Dans ces conditions, et puisque les promesses du Ségur sont pour l’heure restées lettre morte – selon les personnels hospitaliers –, chacun a les yeux rivés sur le RIP. Les 185 signatures de parlementaires seront entièrement recueillies dans les prochains jours, et le texte référendaire sera déposé au Conseil constitutionnel d’ici début juillet. L’institution disposera alors d’un mois pour évaluer la constitutionnalité de la proposition. Cela fait, sans doute à partir de septembre, un grand débat citoyen devrait être organisé afin d’expliquer les enjeux auxquels sont confrontés les établissements publics de santé. Une étape indispensable pour les personnels hospitaliers, qui estiment que la population a été privée de la possibilité de participer aux discussions sur les problématiques d’accès aux soins, à l’heure, notamment, où les déserts médicaux se multiplient. L’association aura neuf mois pour récolter les signatures de 4,7 millions de personnes, soit 10 % du corps électoral. Un moyen de parachuter ces sujets dans l’agenda politique et médiatique des prochains mois, marqués par l’élection présidentielle d’avril 2022. « Les masques sont littéralement en train de tomber de l’espace public, et on pourrait se dire qu’on a fait ce qu’il fallait. Mais ce n’est pas le cas, conclut le professeur David Grabli. Ce que nous voulons dire, c’est qu’on ne peut pas passer à autre chose. »

(1) Un référendum d’initiative partagée est une procédure qui permet aux citoyen·nes de porter une proposition de loi. Celle-ci doit d’abord être signée par un cinquième des parlementaires et, après l’aval du Conseil constitutionnel, soutenue par 10 % de la population, soit 4,7 millions de personnes. Elle pourra ensuite être inscrite à l’ordre du jour des assemblées du Parlement, qui ont six mois pour examiner le texte.
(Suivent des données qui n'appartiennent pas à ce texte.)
// Copyright 2026 Google LLC
//
// Licensed under the Apache License, Version 2.0 (the "License");
// you may not use this file except in compliance with the License.
// You may obtain a copy of the License at
//
//     http://www.apache.org/licenses/LICENSE-2.0
//
// Unless required by applicable law or agreed to in writing, software
// distributed under the License is distributed on an "AS IS" BASIS,
// WITHOUT WARRANTIES OR CONDITIONS OF ANY KIND, either express or implied.
// See the License for the specific language governing permissions and
// limitations under the License.
//! GeoIP route predicate for API gateways.
//!
//! Matches a request when the country of its client address, looked up in a
//! MaxMind database, is one of the countries configured on the route.
//! Addresses that cannot be mapped belong to the `UNKNOWN` country.
//!
//! ```no_run
//! use geoip_predicate::{init_predicate, PredicateSpec};
//! use serde_json::json;
//!
//! # fn main() -> geoip_predicate::Result<()> {
//! let spec = init_predicate(&["db=/var/lib/GeoIP/GeoLite2-Country.mmdb"])?;
//! let predicate = spec.create(&[json!("de"), json!("at"), json!("ch")])?;
//! # let _ = predicate;
//! # Ok(())
//! # }
//! ```

pub mod config;
pub mod database;
pub mod error;
pub mod net;
pub mod predicate;
pub mod routing;

#[cfg(target_arch = "wasm32")]
mod plugin;

pub use config::{HostConfig, PluginOptions, PredicateConfig};
pub use database::{CountryLookup, DatabaseMetadata, GeoIpDatabase};
pub use error::{Error, LookupError, Result};
pub use net::RemoteAddr;
pub use predicate::{GeoIpPredicate, GeoIpSpec, PREDICATE_NAME, UNKNOWN_COUNTRY};
pub use routing::{Predicate, PredicateSpec};

/// Plugin entry point: parses the load-time options and opens the database.
pub fn init_predicate<S: AsRef<str>>(opts: &[S]) -> Result<GeoIpSpec> {
    GeoIpSpec::init(opts)
}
(2) La proposition de loi référendaire a été rédigée avec l’aide de différent·es professionnel·les de santé et usager·ères, notamment issu·es du CIU et du CIH.

(3) L’objectif national de dépenses d’assurance-maladie (Ondam) est un « objectif de dépenses à ne pas dépasser en matière de soins de ville et d’hospitalisation dispensés dans les établissements privés ou publics, mais aussi dans les centres médico-sociaux ».